## Exercise description
In the entries below, find every line with "before" and copy it.

## Working data
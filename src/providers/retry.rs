//! Retry configuration, delay calculation, and provider decorator.
//!
//! Provides [`RetryConfig`] for controlling retry behaviour and
//! [`RetryingProvider`], a decorator that wraps both collaborator traits
//! with automatic retry on transient errors.
//!
//! Every decorated call goes through the shared `with_retry()` helper,
//! keeping retry logic in a single place.

use std::future::Future;
use std::sync::Arc;
use std::time::Duration;

use async_trait::async_trait;
use tracing::warn;

use super::traits::{RosterProvider, StatsProvider};
use crate::telemetry;
use crate::types::{PlayerRecord, Roster, StatLine, Team};
use crate::{Result, StatlineError};

/// Configuration for retry behaviour on transient errors.
///
/// Uses exponential backoff, capped at `max_delay`:
///
/// ```rust
/// # use statline::providers::RetryConfig;
/// # use std::time::Duration;
/// let config = RetryConfig::new()
///     .max_attempts(5)
///     .initial_delay(Duration::from_millis(200));
/// ```
#[derive(Debug, Clone)]
pub struct RetryConfig {
    /// Maximum number of attempts (including the initial request).
    /// 1 = no retry. Default: 3.
    pub max_attempts: u32,
    /// Base delay before the first retry. Default: 500ms.
    pub initial_delay: Duration,
    /// Maximum delay between retries (caps exponential growth). Default: 30s.
    pub max_delay: Duration,
}

impl Default for RetryConfig {
    fn default() -> Self {
        Self {
            max_attempts: 3,
            initial_delay: Duration::from_millis(500),
            max_delay: Duration::from_secs(30),
        }
    }
}

impl RetryConfig {
    /// Create a new config with sensible defaults.
    pub fn new() -> Self {
        Self::default()
    }

    /// Create a config that disables retries (single attempt).
    pub fn disabled() -> Self {
        Self {
            max_attempts: 1,
            ..Self::default()
        }
    }

    /// Set maximum attempts (including the initial request).
    pub fn max_attempts(mut self, n: u32) -> Self {
        self.max_attempts = n;
        self
    }

    /// Set the base delay before the first retry.
    pub fn initial_delay(mut self, delay: Duration) -> Self {
        self.initial_delay = delay;
        self
    }

    /// Set the maximum delay between retries.
    pub fn max_delay(mut self, delay: Duration) -> Self {
        self.max_delay = delay;
        self
    }

    /// Calculate the delay for a given attempt number (0-indexed).
    ///
    /// Uses exponential backoff: `initial_delay * 2^attempt`, capped at `max_delay`.
    pub fn delay_for_attempt(&self, attempt: u32) -> Duration {
        let delay = self
            .initial_delay
            .saturating_mul(2u32.saturating_pow(attempt));
        delay.min(self.max_delay)
    }

    /// Calculate the effective delay, respecting provider `retry_after` hints.
    ///
    /// If a `retry_after` duration is provided (from a `RateLimited` error),
    /// it takes precedence over the calculated backoff.
    pub fn effective_delay(&self, attempt: u32, retry_after: Option<Duration>) -> Duration {
        retry_after.unwrap_or_else(|| self.delay_for_attempt(attempt))
    }
}

// ============================================================================
// Shared retry helper
// ============================================================================

/// Execute an async operation with retry logic.
///
/// Retries on transient errors (as classified by [`StatlineError::is_transient()`])
/// up to `config.max_attempts`, using exponential backoff and respecting
/// `retry_after` hints from `RateLimited` errors.
///
/// Permanent errors are returned immediately without retry.
pub(crate) async fn with_retry<F, Fut, T>(
    config: &RetryConfig,
    provider_name: &str,
    operation: &'static str,
    f: F,
) -> Result<T>
where
    F: Fn() -> Fut,
    Fut: Future<Output = Result<T>>,
{
    let mut last_err = None;
    for attempt in 0..config.max_attempts.max(1) {
        match f().await {
            Ok(result) => return Ok(result),
            Err(e) if e.is_transient() => {
                if attempt + 1 < config.max_attempts {
                    metrics::counter!(telemetry::RETRIES_TOTAL,
                        "provider" => provider_name.to_owned(),
                        "operation" => operation,
                    )
                    .increment(1);
                    let delay = config.effective_delay(attempt, e.retry_after());
                    warn!(
                        provider = provider_name,
                        operation,
                        attempt = attempt + 1,
                        max_attempts = config.max_attempts,
                        delay_ms = delay.as_millis() as u64,
                        error = %e,
                        "retrying after transient error"
                    );
                    tokio::time::sleep(delay).await;
                }
                last_err = Some(e);
            }
            Err(e) => return Err(e), // permanent error, no retry
        }
    }
    Err(last_err.unwrap_or(StatlineError::Unavailable(format!(
        "{operation} made no attempts"
    ))))
}

// ============================================================================
// RetryingProvider
// ============================================================================

/// Decorator that wraps roster and stats providers with retry logic.
///
/// On transient errors (rate limits, temporary unavailability) retries with
/// exponential backoff up to `config.max_attempts`. Permanent errors and
/// `Ok(None)` lookups are returned immediately.
pub struct RetryingProvider<P: ?Sized> {
    inner: Arc<P>,
    config: RetryConfig,
}

impl<P: ?Sized> RetryingProvider<P> {
    /// Wrap a provider with retry logic.
    pub fn new(inner: Arc<P>, config: RetryConfig) -> Self {
        Self { inner, config }
    }
}

#[async_trait]
impl<P> RosterProvider for RetryingProvider<P>
where
    P: RosterProvider + ?Sized,
{
    fn name(&self) -> &str {
        self.inner.name()
    }

    async fn fetch_team_list(&self, sport: &str) -> Result<Vec<Team>> {
        with_retry(&self.config, self.inner.name(), "fetch_team_list", || {
            self.inner.fetch_team_list(sport)
        })
        .await
    }

    async fn fetch_team_roster(&self, sport: &str, team_id: &str) -> Result<Roster> {
        with_retry(&self.config, self.inner.name(), "fetch_team_roster", || {
            self.inner.fetch_team_roster(sport, team_id)
        })
        .await
    }

    async fn fetch_player_by_name(&self, sport: &str, name: &str) -> Result<Option<PlayerRecord>> {
        with_retry(&self.config, self.inner.name(), "fetch_player_by_name", || {
            self.inner.fetch_player_by_name(sport, name)
        })
        .await
    }
}

#[async_trait]
impl<P> StatsProvider for RetryingProvider<P>
where
    P: StatsProvider + ?Sized,
{
    fn name(&self) -> &str {
        self.inner.name()
    }

    async fn fetch_player_stats(
        &self,
        sport: &str,
        player_id: &str,
        season: &str,
        metrics: &[String],
    ) -> Result<StatLine> {
        with_retry(&self.config, self.inner.name(), "fetch_player_stats", || {
            self.inner.fetch_player_stats(sport, player_id, season, metrics)
        })
        .await
    }
}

## Final answer
    /// Base delay before the first retry. Default: 500ms.
    /// Set the base delay before the first retry.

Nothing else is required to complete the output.